• _Instructions to follow_
Take the data below and copy exactly the lines starting at the one with "at attempt 1." and finishing at the one with "a JSON object.", both included.

Records from a dataset:
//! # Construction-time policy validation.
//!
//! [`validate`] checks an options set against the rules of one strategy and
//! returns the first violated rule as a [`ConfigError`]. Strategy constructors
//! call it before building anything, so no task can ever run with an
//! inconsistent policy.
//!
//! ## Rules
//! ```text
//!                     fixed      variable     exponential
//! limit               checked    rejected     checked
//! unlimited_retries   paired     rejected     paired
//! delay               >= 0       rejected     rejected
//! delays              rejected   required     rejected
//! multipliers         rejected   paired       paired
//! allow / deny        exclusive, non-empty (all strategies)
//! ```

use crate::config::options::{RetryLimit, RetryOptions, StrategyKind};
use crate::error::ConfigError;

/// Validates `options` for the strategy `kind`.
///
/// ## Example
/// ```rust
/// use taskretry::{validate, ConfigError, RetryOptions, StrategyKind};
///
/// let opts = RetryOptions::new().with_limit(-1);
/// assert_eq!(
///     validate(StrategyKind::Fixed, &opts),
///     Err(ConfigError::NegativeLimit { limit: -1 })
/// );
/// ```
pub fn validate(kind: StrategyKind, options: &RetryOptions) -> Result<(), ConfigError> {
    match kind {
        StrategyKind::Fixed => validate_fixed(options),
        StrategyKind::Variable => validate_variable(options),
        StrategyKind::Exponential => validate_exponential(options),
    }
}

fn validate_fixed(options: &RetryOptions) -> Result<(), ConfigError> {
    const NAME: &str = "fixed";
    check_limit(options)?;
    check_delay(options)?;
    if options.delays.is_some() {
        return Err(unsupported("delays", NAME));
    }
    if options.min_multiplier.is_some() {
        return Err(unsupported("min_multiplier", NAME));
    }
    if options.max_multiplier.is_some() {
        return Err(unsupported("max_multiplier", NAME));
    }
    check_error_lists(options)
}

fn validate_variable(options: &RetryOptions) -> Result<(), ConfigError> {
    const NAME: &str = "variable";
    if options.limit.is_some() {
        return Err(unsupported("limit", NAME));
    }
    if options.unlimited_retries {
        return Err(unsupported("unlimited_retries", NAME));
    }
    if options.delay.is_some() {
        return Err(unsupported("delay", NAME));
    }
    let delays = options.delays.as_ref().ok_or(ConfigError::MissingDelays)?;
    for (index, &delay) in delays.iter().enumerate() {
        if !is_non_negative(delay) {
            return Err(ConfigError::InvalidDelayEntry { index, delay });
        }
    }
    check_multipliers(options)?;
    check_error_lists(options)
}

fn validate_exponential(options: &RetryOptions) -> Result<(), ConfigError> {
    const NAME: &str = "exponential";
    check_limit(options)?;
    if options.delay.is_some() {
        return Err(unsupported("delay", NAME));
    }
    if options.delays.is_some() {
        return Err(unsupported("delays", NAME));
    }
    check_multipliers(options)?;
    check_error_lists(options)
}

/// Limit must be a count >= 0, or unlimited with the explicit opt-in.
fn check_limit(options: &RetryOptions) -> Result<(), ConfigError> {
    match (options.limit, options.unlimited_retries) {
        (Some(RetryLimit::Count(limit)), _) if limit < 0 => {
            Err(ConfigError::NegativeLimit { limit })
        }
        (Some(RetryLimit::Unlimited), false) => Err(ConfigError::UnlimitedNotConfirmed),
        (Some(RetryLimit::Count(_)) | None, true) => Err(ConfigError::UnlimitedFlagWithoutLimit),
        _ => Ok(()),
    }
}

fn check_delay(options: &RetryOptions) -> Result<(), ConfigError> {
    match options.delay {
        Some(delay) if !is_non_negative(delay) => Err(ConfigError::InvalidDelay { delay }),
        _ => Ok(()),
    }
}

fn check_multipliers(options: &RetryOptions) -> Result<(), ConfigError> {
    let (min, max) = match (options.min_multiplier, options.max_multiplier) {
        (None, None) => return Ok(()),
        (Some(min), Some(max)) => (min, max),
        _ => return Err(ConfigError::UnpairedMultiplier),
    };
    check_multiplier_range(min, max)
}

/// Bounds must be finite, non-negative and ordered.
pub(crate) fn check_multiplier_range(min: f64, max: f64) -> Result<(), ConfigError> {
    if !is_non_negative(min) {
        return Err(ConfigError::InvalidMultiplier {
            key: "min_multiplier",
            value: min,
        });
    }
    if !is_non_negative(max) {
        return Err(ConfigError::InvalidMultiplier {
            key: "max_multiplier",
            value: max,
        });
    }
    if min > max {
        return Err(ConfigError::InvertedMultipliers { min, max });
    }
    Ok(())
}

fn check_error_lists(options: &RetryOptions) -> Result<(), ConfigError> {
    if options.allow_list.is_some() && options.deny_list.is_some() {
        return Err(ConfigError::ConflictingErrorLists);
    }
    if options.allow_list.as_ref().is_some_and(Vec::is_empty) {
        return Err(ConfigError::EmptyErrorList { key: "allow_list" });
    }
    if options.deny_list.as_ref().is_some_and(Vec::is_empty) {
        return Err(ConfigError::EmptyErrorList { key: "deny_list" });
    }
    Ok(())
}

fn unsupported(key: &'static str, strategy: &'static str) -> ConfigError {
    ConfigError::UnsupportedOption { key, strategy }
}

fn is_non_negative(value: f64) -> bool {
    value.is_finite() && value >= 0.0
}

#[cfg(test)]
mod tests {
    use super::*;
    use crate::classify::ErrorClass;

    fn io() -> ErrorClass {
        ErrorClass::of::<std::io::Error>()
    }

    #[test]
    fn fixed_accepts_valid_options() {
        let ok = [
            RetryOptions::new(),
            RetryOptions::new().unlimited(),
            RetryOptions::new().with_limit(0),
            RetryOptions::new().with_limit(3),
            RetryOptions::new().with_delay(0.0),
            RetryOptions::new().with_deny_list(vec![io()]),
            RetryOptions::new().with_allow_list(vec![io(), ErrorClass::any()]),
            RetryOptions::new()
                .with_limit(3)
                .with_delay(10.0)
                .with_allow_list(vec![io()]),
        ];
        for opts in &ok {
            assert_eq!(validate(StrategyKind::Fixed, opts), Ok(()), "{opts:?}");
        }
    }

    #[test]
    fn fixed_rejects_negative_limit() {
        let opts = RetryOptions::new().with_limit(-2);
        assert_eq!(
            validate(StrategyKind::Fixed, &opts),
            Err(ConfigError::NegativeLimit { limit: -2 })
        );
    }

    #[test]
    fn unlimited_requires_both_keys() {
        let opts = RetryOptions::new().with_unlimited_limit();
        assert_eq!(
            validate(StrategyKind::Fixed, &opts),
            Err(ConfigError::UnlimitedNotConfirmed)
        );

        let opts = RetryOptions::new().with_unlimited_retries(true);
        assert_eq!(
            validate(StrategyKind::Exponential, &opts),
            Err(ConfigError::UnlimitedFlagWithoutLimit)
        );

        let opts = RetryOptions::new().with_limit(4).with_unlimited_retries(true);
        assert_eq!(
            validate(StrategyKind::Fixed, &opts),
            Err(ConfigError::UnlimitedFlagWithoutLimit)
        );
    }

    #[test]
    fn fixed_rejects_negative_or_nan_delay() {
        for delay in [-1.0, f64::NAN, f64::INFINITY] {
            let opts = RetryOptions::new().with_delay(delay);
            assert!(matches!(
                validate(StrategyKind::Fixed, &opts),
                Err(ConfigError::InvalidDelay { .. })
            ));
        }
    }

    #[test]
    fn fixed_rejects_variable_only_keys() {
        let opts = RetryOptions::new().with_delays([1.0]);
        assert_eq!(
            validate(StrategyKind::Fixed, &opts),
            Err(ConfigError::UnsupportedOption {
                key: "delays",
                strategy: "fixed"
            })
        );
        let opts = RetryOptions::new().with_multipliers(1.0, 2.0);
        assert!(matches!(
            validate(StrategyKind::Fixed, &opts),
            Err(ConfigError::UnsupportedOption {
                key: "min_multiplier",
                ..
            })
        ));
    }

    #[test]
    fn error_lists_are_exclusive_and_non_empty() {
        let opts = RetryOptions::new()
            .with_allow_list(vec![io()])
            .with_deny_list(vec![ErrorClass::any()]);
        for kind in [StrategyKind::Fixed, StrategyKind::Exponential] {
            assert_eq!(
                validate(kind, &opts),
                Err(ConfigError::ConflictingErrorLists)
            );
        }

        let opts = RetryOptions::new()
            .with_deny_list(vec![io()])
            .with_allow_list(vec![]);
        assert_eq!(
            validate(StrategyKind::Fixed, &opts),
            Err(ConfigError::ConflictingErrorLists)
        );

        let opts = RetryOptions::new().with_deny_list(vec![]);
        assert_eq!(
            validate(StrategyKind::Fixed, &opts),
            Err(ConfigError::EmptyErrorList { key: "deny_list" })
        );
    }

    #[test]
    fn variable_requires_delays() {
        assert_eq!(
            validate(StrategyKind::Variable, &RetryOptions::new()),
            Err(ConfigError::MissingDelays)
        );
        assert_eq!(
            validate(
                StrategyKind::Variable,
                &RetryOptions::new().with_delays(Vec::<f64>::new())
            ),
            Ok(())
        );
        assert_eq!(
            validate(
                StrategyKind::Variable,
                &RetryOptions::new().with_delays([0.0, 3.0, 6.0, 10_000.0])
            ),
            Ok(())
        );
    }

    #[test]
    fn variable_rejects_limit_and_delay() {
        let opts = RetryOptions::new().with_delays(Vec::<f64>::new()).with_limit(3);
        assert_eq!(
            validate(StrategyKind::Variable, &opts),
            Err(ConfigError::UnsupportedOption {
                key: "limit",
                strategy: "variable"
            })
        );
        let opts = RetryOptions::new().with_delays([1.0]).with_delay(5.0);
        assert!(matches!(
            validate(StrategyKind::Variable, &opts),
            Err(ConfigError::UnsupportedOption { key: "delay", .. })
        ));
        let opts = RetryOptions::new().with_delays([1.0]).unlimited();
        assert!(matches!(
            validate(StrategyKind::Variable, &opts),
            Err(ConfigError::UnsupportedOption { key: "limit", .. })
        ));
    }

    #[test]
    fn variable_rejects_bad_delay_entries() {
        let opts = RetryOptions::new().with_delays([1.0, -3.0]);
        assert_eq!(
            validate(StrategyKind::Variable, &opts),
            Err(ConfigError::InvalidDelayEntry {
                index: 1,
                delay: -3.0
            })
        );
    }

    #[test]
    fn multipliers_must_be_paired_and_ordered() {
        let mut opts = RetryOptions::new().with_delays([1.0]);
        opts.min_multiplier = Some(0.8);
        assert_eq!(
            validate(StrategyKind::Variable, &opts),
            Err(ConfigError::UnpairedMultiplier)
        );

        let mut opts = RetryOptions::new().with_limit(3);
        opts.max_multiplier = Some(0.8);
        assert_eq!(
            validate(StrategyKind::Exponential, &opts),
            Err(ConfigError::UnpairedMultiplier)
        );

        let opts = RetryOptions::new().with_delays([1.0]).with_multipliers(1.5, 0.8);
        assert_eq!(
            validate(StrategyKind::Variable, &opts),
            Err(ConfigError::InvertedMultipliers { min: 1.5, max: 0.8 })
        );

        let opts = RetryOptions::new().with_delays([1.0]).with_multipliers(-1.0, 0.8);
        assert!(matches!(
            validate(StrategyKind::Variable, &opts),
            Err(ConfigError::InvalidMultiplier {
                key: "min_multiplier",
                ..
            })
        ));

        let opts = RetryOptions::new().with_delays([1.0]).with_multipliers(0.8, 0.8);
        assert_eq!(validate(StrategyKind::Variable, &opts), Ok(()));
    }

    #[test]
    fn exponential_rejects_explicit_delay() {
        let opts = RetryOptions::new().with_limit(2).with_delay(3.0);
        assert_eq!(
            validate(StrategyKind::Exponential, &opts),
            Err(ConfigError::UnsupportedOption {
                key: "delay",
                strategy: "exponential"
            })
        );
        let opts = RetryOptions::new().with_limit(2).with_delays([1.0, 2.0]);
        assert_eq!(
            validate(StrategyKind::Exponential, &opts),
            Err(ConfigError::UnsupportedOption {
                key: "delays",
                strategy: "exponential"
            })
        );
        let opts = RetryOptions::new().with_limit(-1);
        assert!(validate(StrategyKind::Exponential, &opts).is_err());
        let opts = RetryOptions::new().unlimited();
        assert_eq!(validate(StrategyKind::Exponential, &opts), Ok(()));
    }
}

---

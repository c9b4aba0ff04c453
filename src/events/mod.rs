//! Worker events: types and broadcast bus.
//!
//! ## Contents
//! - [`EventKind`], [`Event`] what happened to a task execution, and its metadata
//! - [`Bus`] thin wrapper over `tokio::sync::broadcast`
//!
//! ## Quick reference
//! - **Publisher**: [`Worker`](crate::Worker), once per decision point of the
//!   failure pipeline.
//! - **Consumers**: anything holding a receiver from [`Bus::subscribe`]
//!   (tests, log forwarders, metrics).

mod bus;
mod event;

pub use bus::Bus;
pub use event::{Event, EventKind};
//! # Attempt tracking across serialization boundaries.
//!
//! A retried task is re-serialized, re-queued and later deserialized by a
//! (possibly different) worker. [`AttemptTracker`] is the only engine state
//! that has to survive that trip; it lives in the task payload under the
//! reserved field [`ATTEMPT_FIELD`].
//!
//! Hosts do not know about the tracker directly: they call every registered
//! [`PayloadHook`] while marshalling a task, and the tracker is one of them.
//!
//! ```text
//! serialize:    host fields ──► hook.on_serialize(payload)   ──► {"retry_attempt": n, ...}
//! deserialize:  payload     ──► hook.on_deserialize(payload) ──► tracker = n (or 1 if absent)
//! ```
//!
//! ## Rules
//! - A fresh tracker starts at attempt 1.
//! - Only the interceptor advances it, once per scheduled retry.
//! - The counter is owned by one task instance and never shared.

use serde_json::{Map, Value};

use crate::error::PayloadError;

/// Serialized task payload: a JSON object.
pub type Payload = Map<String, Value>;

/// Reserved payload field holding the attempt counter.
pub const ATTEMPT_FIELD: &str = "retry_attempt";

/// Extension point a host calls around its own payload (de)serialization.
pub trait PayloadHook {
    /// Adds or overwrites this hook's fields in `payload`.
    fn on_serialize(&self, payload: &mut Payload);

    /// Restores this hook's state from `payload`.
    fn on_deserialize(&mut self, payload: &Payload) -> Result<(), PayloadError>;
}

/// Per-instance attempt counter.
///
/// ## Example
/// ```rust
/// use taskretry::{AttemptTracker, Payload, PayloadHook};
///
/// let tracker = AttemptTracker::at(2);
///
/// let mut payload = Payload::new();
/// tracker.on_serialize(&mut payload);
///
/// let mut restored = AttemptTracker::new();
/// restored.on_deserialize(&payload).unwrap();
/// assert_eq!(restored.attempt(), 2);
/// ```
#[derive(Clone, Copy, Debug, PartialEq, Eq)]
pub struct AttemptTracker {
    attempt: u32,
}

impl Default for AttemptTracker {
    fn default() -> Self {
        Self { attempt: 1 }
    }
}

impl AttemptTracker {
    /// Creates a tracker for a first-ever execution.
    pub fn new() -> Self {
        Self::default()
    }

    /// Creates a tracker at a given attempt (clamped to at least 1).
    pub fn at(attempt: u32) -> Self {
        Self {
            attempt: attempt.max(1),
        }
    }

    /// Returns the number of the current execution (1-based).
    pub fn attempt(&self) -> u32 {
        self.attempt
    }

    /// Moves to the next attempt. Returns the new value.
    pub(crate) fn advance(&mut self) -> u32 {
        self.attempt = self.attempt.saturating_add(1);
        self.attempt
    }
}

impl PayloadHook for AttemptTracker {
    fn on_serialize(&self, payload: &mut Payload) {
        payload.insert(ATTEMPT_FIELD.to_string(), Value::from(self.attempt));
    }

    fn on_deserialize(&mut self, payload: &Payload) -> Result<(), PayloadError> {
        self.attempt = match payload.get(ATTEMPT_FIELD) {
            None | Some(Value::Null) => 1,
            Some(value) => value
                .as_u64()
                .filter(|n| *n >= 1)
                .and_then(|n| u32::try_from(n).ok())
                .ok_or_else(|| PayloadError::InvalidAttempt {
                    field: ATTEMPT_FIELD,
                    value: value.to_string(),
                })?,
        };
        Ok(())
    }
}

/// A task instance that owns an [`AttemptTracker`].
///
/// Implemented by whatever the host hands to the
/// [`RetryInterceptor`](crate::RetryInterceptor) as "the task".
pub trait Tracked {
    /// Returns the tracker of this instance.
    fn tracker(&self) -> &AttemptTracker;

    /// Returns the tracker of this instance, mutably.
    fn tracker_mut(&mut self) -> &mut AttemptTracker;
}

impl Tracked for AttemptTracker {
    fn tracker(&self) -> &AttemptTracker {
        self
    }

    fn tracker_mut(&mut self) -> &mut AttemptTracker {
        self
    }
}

• _Solved exercise_
//! - A fresh tracker starts at attempt 1.
//! - Only the interceptor advances it, once per scheduled retry.
//! - The counter is owned by one task instance and never shared.

use serde_json::{Map, Value};

use crate::error::PayloadError;

/// Serialized task payload: a JSON object.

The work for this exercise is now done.